Sugar beet crops that have been slow to get going this season would benefit from a Vixeran® biofertiliser application, advises Syngenta sugar beet specialist, Jonathan Ronksley.
“Delayed drilling in wet soils and poor early growing conditions have left many crops behind where growers would like them this season. The wet winter has also depleted soil fertility, particularly on the prime silty-sand land,” suggests Jonathan.
Early nitrogen is essential for rapid leaf growth during sugar beet canopy formation, he points out. “During rapid leaf expansion, N-uptake in sugar beet averages 4 to 5 kg N per hectare every day. The compensatory growth of backward crops will put even greater strain on resources this season.”
The biofertilser Vixeran delivers nitrogen to the crop in small but constant amounts through the season. Jon highlighted this helps to maintain growth and development, while avoiding detrimental effects of excessive nitrogen inputs, which can decrease the sugar content of the root.
Vixeran is based on the highly efficient nitrogen-fixing bacterium, Azotobacter salinestris. Applied as a foliar treatment, it multiplies rapidly across the leaves and the roots, supporting the crops nutritional requirements throughout the entire season.
Sugar beet trials in a commercial Yorkshire crop last year gave over 15% yield uplift, to 135 t/ha, from a single Vixeran application, compared to the farm standard of 116 t/ha. Furthermore, the sugar content was 17.19% in the Vixeran treated, compared to 16.71% in the intreated, further boosting the adjusted tonnage yield.
“The whole area received the farm standard treatment of 150kg N/ha, demonstrating the benefit of the Vixeran supplying additional nutrient that’s taken up and utilised by the crop,” adds Jonathan.
Research into the plants’ physiology highlighted how new leaves produced following application benefitted most from an elevated leaf nitrogen content, compared to older established leaves.

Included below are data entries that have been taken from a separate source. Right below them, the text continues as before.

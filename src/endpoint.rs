//! Abstract network endpoint consumed by the query engine.
//!
//! The engine never performs I/O inline: [send_request](Endpoint::send_request)
//! returns immediately and the outcome arrives later as an
//! [Event](crate::query::Event) posted through the shared
//! [Scheduler](crate::scheduler::Scheduler), exactly once per request —
//! a response, a timeout, a dial error, or a transport error.

use std::time::Duration;

use crate::common::{Node, Request};
use crate::query::{Event, QueryId};
use crate::scheduler::Scheduler;
use crate::Result;

#[derive(Debug, Clone, Copy, PartialEq, Eq)]
/// How reachable a peer currently is, as far as the endpoint knows.
pub enum Connectedness {
    NotConnected,
    CanConnect,
    Connected,
}

#[derive(Debug, Clone, Copy, PartialEq, Eq)]
/// Stream bookkeeping actions an endpoint posts to itself through the
/// scheduler, serialized with every other event.
pub enum EndpointEvent {
    /// A reply arrived for the given stream.
    Inbound { stream: u64 },
    /// The per-request deadline for the given stream elapsed.
    TimedOut { stream: u64 },
}

/// A transport the query engine can send requests through.
pub trait Endpoint<const N: usize> {
    type Req: Request<N>;

    /// Make sure a peer is reachable before talking to it. Returns
    /// [UnknownPeer](crate::Error::UnknownPeer) when the endpoint has
    /// no address for it.
    fn dial_peer(&mut self, peer: &Node<N>) -> Result<()>;

    /// Record a peer address for `ttl`. Idempotent: an already-known
    /// peer is left untouched.
    fn maybe_add_to_peerstore(&mut self, peer: Node<N>, ttl: Duration) -> Result<()>;

    /// Post a request to a peer. Must return without blocking; the
    /// outcome is delivered later as an [Event::Response] or
    /// [Event::RequestFailed] carrying `query`.
    fn send_request(
        &mut self,
        scheduler: &mut Scheduler<Event<N, Self::Req>>,
        query: QueryId,
        peer: Node<N>,
        request: Self::Req,
        timeout: Duration,
    ) -> Result<()>;

    /// React to one of this endpoint's own scheduled stream events.
    fn handle_event(
        &mut self,
        scheduler: &mut Scheduler<Event<N, Self::Req>>,
        event: EndpointEvent,
    );

    fn connectedness(&self, peer: &Node<N>) -> Connectedness;

    /// The address record this endpoint holds for a peer, if any.
    fn network_address(&self, peer: &Node<N>) -> Option<Node<N>>;
}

Jonathan advocates a Vixeran application at a suitable opportunity from early crop establishment right through full ground closure, recommended at growth stage BBCH 14-18.
“Crops should be actively growing, which indicates the conditions when Vixeran bacteria can rapidly colonise the plant and the soil biosphere, to start fixing atmospheric nitrogen.”
In good growing conditions the Vixeran colonies will multiply over 100 times in less than a week, reaching more than a billion per hectare in six days. This fast multiplication provides more readily available N, just when the crop requires it most.